An Epstein frame or Epstein square is a standardised measurement setup for measuring the magnetic properties of soft magnetic materials, especially used for testing of electrical steels.

The International Standard for the measurement configuration and conditions are defined by the standard IEC 60404-2:2008 Magnetic materials - Part 2: Methods of measurement of the magnetic properties of electrical steel sheet and strip by means of an Epstein frame published by International Electrotechnical Commission.

== Advantages and drawbacks ==
The Epstein frame is in widespread use mostly due to its standardisation, with IEC 60404-2 specifying both the sample and the windings in detail, results obtained in different laboratories can be compared with confidence. The strips are easily cut, and, for a skilled technician, less than a minute is sufficient to stack a fresh specimen into the frame.

The physical accuracy of the method is being challenged. Magnetic field behaviour in the corners of the frame is hard to analyze, thus the effective length of the magnetic path is unclear (most problematic for anisotropic materials). The standard avboids the issue by simply declaring the path length to be 0.94 m. The path length was measured experimentally, with Dieterly comparing the results to the ring-core method (the 0.94 m matched the ring-core well), and by Marketos, Zurek and Moses who found that the declared path was acceptable for non-oriented and grain-oriented electrical steels, but was noticeably off for high-permeability steel and for grain-oriented steel cut in the direction orthogonal to the rolling, as well as for fields above 1.5 T. When comparing the setup with the single sheet tester, Moses found discrepancies up to fifth of the measured loss in some cases for high fields. Uneven magnetization of the samples introduces another source of error: the flux is only uniform near the middle of each strip.

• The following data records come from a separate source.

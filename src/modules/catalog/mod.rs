pub mod application;
pub mod domain;
pub mod infrastructure;

// Re-exports for easy external access
pub use application::{CatalogProvider, CatalogService};
pub use domain::{Category, Genre, Rating, RatingTier, ReleaseDate, TitleDetail, TitleSummary};
pub use infrastructure::TmdbAdapter;
use regex::Regex;

use crate::shared::errors::AppError;

/// Minimum password length accepted by the identity provider
pub const MIN_PASSWORD_LENGTH: usize = 6;

pub struct Validator;

impl Validator {
    pub fn validate_email(email: &str) -> Result<(), AppError> {
        if email.trim().is_empty() {
            return Err(AppError::ValidationError(
                "Email cannot be empty".to_string(),
            ));
        }
        if email.len() > 254 {
            return Err(AppError::ValidationError(
                "Email too long (max 254 characters)".to_string(),
            ));
        }

        let re = Regex::new(r"^[^\s@]+@[^\s@]+\.[^\s@]+$")
            .map_err(|e| AppError::ValidationError(format!("Invalid email pattern: {}", e)))?;
        if !re.is_match(email.trim()) {
            return Err(AppError::ValidationError(
                "Email address is not valid".to_string(),
            ));
        }
        Ok(())
    }

    pub fn validate_password(password: &str) -> Result<(), AppError> {
        if password.is_empty() {
            return Err(AppError::ValidationError(
                "Password cannot be empty".to_string(),
            ));
        }
        if password.chars().count() < MIN_PASSWORD_LENGTH {
            return Err(AppError::ValidationError(format!(
                "Password must be at least {} characters",
                MIN_PASSWORD_LENGTH
            )));
        }
        Ok(())
    }

    pub fn validate_title_id(id: u32) -> Result<(), AppError> {
        if id == 0 {
            return Err(AppError::ValidationError(
                "Title ID must be positive".to_string(),
            ));
        }
        Ok(())
    }
}
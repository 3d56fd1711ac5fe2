pub mod identity_provider;

pub use identity_provider::IdentityProvider;
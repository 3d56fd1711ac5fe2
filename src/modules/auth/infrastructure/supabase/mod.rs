pub mod client;
pub mod models;

pub use client::SupabaseAuthClient;
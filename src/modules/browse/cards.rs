use crate::modules::catalog::domain::{RatingTier, TitleDetail, TitleSummary};
use crate::modules::favorites::{FavoriteItem, FavoritesCollection};
use serde::Serialize;

/// One poster card in a listing row
#[derive(Debug, Clone, PartialEq, Serialize)]
#[serde(rename_all = "camelCase")]
pub struct TitleCard {
    pub id: u32,
    pub title: String,
    pub image: String,
    /// Release year on catalog cards, the stored date on favorites
    pub date_label: String,
    pub rating: u8,
    pub tier: RatingTier,
    pub is_favorite: bool,
}

impl TitleCard {
    pub fn new(title: &TitleSummary, favorites: &FavoritesCollection) -> Self {
        Self {
            id: title.id,
            title: title.title.clone(),
            image: title.poster_url.clone(),
            date_label: title.release_date.year(),
            rating: title.rating.value(),
            tier: title.rating.tier(),
            is_favorite: favorites.contains(title.id),
        }
    }

    pub fn from_all(titles: &[TitleSummary], favorites: &FavoritesCollection) -> Vec<Self> {
        titles.iter().map(|t| Self::new(t, favorites)).collect()
    }

    /// Card for the favorites screen, built only from the stored snapshot
    pub fn from_favorite(item: &FavoriteItem) -> Self {
        Self {
            id: item.id,
            title: item.title.clone(),
            image: item.image.clone(),
            date_label: item.release_date.clone(),
            rating: item.rating,
            tier: item.rating_tier(),
            is_favorite: true,
        }
    }
}

/// Hero section on the home screen
#[derive(Debug, Clone, PartialEq, Serialize)]
#[serde(rename_all = "camelCase")]
pub struct Banner {
    pub id: u32,
    pub title: String,
    pub overview: String,
    pub image: String,
    pub backdrop: Option<String>,
    pub rating: u8,
    pub tier: RatingTier,
}

impl From<&TitleSummary> for Banner {
    fn from(title: &TitleSummary) -> Self {
        Self {
            id: title.id,
            title: title.title.clone(),
            overview: title.overview.clone(),
            image: title.poster_url.clone(),
            backdrop: title.backdrop_url.clone(),
            rating: title.rating.value(),
            tier: title.rating.tier(),
        }
    }
}

/// Everything the detail page renders, with labels already formatted
#[derive(Debug, Clone, PartialEq, Serialize)]
#[serde(rename_all = "camelCase")]
pub struct DetailView {
    pub id: u32,
    pub title: String,
    pub tagline: Option<String>,
    pub overview: String,
    pub image: String,
    pub backdrop: Option<String>,
    pub release_date: String,
    pub runtime: Option<String>,
    pub genres: Vec<String>,
    pub rating: u8,
    pub tier: RatingTier,
    pub trailer_url: Option<String>,
    pub is_favorite: bool,
    pub recommendations: Vec<TitleCard>,
}

impl DetailView {
    pub fn new(detail: &TitleDetail, favorites: &FavoritesCollection) -> Self {
        Self {
            id: detail.id,
            title: detail.title.clone(),
            tagline: detail.tagline.clone(),
            overview: detail.overview.clone(),
            image: detail.poster_url.clone(),
            backdrop: detail.backdrop_url.clone(),
            release_date: detail.release_date.human(),
            runtime: detail.runtime.map(|r| r.label()),
            genres: detail.genre_names().into_iter().map(str::to_string).collect(),
            rating: detail.rating.value(),
            tier: detail.rating.tier(),
            trailer_url: detail.trailer.as_ref().and_then(|clip| clip.watch_url()),
            is_favorite: favorites.contains(detail.id),
            recommendations: TitleCard::from_all(&detail.recommendations, favorites),
        }
    }
}

#[cfg(test)]
mod tests {
    use super::*;
    use crate::modules::catalog::domain::{Genre, Rating, ReleaseDate, Runtime, VideoClip};

    fn summary(id: u32, score: f64) -> TitleSummary {
        TitleSummary {
            id,
            title: format!("Movie {}", id),
            overview: "Overview".to_string(),
            poster_url: "/placeholder.jpg".to_string(),
            backdrop_url: None,
            release_date: ReleaseDate::parse(Some("2019-07-02")),
            rating: Rating::from_vote_average(score),
            genre_ids: vec![],
        }
    }

    #[test]
    fn test_card_marks_favorites() {
        let first = summary(1, 8.0);
        let favorites = FavoritesCollection::from(vec![FavoriteItem::from(&first)]);

        let cards = TitleCard::from_all(&[first, summary(2, 5.5)], &favorites);
        assert!(cards[0].is_favorite);
        assert!(!cards[1].is_favorite);
        assert_eq!(cards[0].date_label, "2019");
        assert_eq!(cards[1].tier, RatingTier::Low);
    }

    #[test]
    fn test_banner_from_summary() {
        let banner = Banner::from(&summary(5, 6.1));
        assert_eq!(banner.rating, 61);
        assert_eq!(banner.tier, RatingTier::High);
    }

    #[test]
    fn test_detail_view_labels() {
        let detail = TitleDetail {
            id: 7,
            title: "Movie 7".to_string(),
            overview: String::new(),
            tagline: None,
            poster_url: "/placeholder.jpg".to_string(),
            backdrop_url: None,
            release_date: ReleaseDate::parse(Some("2022-05-24")),
            rating: Rating::from_vote_average(8.3),
            runtime: Runtime::from_minutes(Some(131)),
            genres: vec![Genre::new(28, "Action"), Genre::new(18, "Drama")],
            trailer: Some(VideoClip {
                key: "giXco2jaZ_4".to_string(),
                name: "Official Trailer".to_string(),
                site: "YouTube".to_string(),
                kind: "Trailer".to_string(),
                official: true,
            }),
            recommendations: vec![summary(8, 7.0)],
        };

        let view = DetailView::new(&detail, &FavoritesCollection::new());
        assert_eq!(view.release_date, "5/24/2022");
        assert_eq!(view.runtime.as_deref(), Some("2h 11min"));
        assert_eq!(view.genres, vec!["Action", "Drama"]);
        assert_eq!(
            view.trailer_url.as_deref(),
            Some("https://www.youtube.com/watch?v=giXco2jaZ_4")
        );
        assert_eq!(view.recommendations.len(), 1);
        assert!(!view.is_favorite);
    }
}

The test is destructive, thus can only be performed off-line and is difficult to automate. The amount of material used is high; this is mostly beneficial as local variations are abveraged out in the result, but represents a problem only a small specimen is available.

The limitations of the technique are ofset by the advantages; its standardisation and wide adoption continue to make it the reference against which laboratories check one another.

== Construction ==
An Epstein frame comprises a primary and a secondary winding. The sample under test should be prepared as a set of a number of strips (always a multiple of four) cut from electrical steel sheet or ribbon. Each layer of the sample is double-lapped in corners and weighted down with a force of 1 N (see photo).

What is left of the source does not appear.